AIM OF THE TASK = Everything from the line containing "soil_affinity: [regur, Loam]" through the last line of the data below must be copied exactly, with no other lines included.
PROVIDED RECORDS Block Start
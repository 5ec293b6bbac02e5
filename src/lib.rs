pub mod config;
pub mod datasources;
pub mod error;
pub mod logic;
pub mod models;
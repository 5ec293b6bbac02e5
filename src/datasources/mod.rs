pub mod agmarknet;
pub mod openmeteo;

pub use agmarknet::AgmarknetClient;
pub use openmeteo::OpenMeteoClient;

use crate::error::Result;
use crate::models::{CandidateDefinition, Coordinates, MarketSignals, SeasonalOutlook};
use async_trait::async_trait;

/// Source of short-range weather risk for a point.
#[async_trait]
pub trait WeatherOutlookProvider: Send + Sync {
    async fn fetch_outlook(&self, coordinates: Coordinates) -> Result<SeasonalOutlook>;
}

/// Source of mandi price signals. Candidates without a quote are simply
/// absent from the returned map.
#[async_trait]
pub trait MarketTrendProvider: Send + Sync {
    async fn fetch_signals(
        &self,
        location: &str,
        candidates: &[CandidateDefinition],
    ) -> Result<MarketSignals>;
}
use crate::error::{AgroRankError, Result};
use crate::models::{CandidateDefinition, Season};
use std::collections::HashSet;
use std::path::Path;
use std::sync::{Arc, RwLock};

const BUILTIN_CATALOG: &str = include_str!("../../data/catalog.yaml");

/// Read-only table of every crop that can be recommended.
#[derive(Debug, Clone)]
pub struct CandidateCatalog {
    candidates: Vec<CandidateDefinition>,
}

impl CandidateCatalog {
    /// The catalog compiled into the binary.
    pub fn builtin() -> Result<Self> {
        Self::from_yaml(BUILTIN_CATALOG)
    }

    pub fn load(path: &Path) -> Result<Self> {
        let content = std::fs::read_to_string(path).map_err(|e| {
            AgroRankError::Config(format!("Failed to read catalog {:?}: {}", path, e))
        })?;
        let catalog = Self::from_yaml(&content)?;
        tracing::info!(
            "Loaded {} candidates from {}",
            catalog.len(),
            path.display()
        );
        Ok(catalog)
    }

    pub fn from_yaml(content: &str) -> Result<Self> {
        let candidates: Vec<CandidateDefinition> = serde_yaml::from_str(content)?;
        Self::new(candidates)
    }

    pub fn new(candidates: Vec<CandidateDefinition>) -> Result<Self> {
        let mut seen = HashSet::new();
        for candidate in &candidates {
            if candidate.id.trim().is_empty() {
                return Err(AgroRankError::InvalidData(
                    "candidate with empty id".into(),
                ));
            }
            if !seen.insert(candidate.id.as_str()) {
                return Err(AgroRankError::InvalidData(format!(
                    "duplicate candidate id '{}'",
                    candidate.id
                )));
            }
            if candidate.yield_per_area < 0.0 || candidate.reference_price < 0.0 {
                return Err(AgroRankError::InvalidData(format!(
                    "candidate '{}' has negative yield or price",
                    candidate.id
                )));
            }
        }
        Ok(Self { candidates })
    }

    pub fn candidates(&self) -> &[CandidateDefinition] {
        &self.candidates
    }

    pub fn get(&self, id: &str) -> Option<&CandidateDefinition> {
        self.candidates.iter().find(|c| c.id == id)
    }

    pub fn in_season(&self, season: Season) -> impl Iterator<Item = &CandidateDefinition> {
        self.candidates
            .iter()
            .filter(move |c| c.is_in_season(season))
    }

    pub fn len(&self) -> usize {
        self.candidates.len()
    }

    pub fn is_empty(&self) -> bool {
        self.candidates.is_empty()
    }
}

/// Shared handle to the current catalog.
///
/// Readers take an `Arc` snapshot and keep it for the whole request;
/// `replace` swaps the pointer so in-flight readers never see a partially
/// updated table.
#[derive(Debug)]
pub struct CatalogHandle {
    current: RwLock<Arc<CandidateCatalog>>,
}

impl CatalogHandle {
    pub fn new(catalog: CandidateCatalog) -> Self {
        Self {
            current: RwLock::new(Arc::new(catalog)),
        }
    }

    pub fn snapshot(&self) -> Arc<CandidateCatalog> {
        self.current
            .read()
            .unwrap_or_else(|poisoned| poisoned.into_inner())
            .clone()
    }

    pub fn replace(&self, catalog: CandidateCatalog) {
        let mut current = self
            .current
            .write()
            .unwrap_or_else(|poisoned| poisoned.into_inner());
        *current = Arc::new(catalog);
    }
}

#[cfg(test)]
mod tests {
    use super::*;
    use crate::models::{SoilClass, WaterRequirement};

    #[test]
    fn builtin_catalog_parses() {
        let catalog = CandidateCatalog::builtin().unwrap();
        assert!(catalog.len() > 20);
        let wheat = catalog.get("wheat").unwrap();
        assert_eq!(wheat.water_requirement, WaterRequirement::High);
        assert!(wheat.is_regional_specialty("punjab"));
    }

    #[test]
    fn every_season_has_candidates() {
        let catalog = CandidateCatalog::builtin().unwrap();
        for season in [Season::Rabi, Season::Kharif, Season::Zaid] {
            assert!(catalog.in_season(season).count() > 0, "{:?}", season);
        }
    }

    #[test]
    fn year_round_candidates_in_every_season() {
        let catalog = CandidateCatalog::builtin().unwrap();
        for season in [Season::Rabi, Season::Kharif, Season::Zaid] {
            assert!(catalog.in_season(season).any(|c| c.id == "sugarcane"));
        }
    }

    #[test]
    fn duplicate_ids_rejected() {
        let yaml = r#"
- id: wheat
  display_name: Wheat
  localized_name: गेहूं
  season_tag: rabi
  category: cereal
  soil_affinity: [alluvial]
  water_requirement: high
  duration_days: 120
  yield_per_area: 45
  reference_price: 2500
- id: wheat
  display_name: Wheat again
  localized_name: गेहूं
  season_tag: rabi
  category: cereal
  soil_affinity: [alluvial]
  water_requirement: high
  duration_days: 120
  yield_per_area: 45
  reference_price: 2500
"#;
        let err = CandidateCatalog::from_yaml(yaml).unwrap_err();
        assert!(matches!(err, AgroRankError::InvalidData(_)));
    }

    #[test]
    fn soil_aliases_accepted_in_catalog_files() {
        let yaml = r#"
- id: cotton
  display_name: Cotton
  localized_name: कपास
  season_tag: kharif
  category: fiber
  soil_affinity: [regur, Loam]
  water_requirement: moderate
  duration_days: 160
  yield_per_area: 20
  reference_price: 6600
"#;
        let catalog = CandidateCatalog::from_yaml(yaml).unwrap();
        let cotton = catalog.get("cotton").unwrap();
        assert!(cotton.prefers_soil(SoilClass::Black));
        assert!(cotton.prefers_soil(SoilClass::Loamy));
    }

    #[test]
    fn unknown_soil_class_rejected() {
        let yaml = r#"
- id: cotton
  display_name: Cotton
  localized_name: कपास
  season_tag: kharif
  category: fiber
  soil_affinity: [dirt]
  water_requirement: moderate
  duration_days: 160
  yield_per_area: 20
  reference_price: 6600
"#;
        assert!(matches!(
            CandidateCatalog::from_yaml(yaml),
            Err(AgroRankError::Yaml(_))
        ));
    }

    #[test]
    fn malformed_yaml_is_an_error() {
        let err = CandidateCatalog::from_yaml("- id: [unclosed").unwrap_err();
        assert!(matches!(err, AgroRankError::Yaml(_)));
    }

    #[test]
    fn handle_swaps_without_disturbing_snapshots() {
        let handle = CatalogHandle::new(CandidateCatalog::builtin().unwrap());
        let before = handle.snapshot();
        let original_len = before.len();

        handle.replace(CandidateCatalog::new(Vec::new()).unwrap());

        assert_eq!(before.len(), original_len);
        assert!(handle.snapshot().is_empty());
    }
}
PROVIDED RECORDS Block End
YOUR RESPONSE =
  soil_affinity: [regur, Loam]
  water_requirement: moderate
  duration_days: 160
  yield_per_area: 20
  reference_price: 6600
"#;
        let catalog = CandidateCatalog::from_yaml(yaml).unwrap();
        let cotton = catalog.get("cotton").unwrap();
        assert!(cotton.prefers_soil(SoilClass::Black));
        assert!(cotton.prefers_soil(SoilClass::Loamy));
    }

    #[test]
    fn unknown_soil_class_rejected() {
        let yaml = r#"
- id: cotton
  display_name: Cotton
  localized_name: कपास
  season_tag: kharif
  category: fiber
  soil_affinity: [dirt]
  water_requirement: moderate
  duration_days: 160
  yield_per_area: 20
  reference_price: 6600
"#;
        assert!(matches!(
            CandidateCatalog::from_yaml(yaml),
            Err(AgroRankError::Yaml(_))
        ));
    }

    #[test]
    fn malformed_yaml_is_an_error() {
        let err = CandidateCatalog::from_yaml("- id: [unclosed").unwrap_err();
        assert!(matches!(err, AgroRankError::Yaml(_)));
    }

    #[test]
    fn handle_swaps_without_disturbing_snapshots() {
        let handle = CatalogHandle::new(CandidateCatalog::builtin().unwrap());
        let before = handle.snapshot();
        let original_len = before.len();

        handle.replace(CandidateCatalog::new(Vec::new()).unwrap());

        assert_eq!(before.len(), original_len);
        assert!(handle.snapshot().is_empty());
    }
}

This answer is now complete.